■ Listed entries ■
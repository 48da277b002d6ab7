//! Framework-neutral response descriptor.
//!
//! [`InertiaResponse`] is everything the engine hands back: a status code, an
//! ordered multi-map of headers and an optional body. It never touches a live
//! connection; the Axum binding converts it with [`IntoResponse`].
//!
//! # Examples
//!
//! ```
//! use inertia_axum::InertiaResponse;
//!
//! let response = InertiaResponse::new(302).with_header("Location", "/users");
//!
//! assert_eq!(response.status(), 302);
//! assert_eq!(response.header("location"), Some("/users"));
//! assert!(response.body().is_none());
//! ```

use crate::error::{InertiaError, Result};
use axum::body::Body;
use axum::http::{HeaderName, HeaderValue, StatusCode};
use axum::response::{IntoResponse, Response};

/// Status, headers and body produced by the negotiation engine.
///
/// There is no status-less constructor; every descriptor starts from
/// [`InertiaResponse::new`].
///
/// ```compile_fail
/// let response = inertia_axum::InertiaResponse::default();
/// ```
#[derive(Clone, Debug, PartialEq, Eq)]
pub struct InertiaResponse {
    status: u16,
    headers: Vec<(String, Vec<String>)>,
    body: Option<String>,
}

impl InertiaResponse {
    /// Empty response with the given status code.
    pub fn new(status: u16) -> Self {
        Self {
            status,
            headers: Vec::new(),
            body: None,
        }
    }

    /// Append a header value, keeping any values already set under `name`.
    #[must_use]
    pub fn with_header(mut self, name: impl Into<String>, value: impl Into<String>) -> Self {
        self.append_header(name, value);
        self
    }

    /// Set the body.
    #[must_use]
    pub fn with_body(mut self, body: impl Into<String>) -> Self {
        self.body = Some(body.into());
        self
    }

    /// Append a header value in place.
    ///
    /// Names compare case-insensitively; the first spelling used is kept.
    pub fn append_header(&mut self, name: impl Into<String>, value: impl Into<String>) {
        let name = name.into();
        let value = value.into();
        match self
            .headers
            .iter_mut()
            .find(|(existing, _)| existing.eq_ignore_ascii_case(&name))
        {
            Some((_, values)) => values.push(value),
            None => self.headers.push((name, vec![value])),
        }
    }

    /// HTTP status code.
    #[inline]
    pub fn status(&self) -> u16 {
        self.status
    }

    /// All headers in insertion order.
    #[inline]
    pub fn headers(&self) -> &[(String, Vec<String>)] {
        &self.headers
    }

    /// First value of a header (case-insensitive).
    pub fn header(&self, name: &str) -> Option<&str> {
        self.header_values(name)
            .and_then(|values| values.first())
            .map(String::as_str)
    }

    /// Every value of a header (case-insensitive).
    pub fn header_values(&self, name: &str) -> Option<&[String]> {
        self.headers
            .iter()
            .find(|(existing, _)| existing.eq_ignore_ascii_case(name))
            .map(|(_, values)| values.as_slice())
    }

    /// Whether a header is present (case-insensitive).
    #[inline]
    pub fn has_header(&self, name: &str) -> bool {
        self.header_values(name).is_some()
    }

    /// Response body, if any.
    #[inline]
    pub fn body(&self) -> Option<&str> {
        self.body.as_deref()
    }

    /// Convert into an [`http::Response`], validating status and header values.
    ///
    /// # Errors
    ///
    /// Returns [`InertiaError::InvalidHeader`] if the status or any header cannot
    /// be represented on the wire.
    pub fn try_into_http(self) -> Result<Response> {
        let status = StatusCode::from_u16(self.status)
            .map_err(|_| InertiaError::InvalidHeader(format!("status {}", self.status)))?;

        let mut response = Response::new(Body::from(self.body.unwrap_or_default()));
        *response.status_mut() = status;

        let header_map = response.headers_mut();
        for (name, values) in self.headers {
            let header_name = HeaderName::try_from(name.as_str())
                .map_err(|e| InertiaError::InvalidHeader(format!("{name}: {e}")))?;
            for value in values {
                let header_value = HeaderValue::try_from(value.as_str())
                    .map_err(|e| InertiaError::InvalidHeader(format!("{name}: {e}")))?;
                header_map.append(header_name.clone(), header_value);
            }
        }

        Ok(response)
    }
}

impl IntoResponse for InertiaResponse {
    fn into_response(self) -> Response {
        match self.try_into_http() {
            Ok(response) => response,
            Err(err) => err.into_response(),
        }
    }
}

■ Exercise directions ■
Based on the entries above, give the number of lines with the string "users" and no further text.

■ Completed task ■
2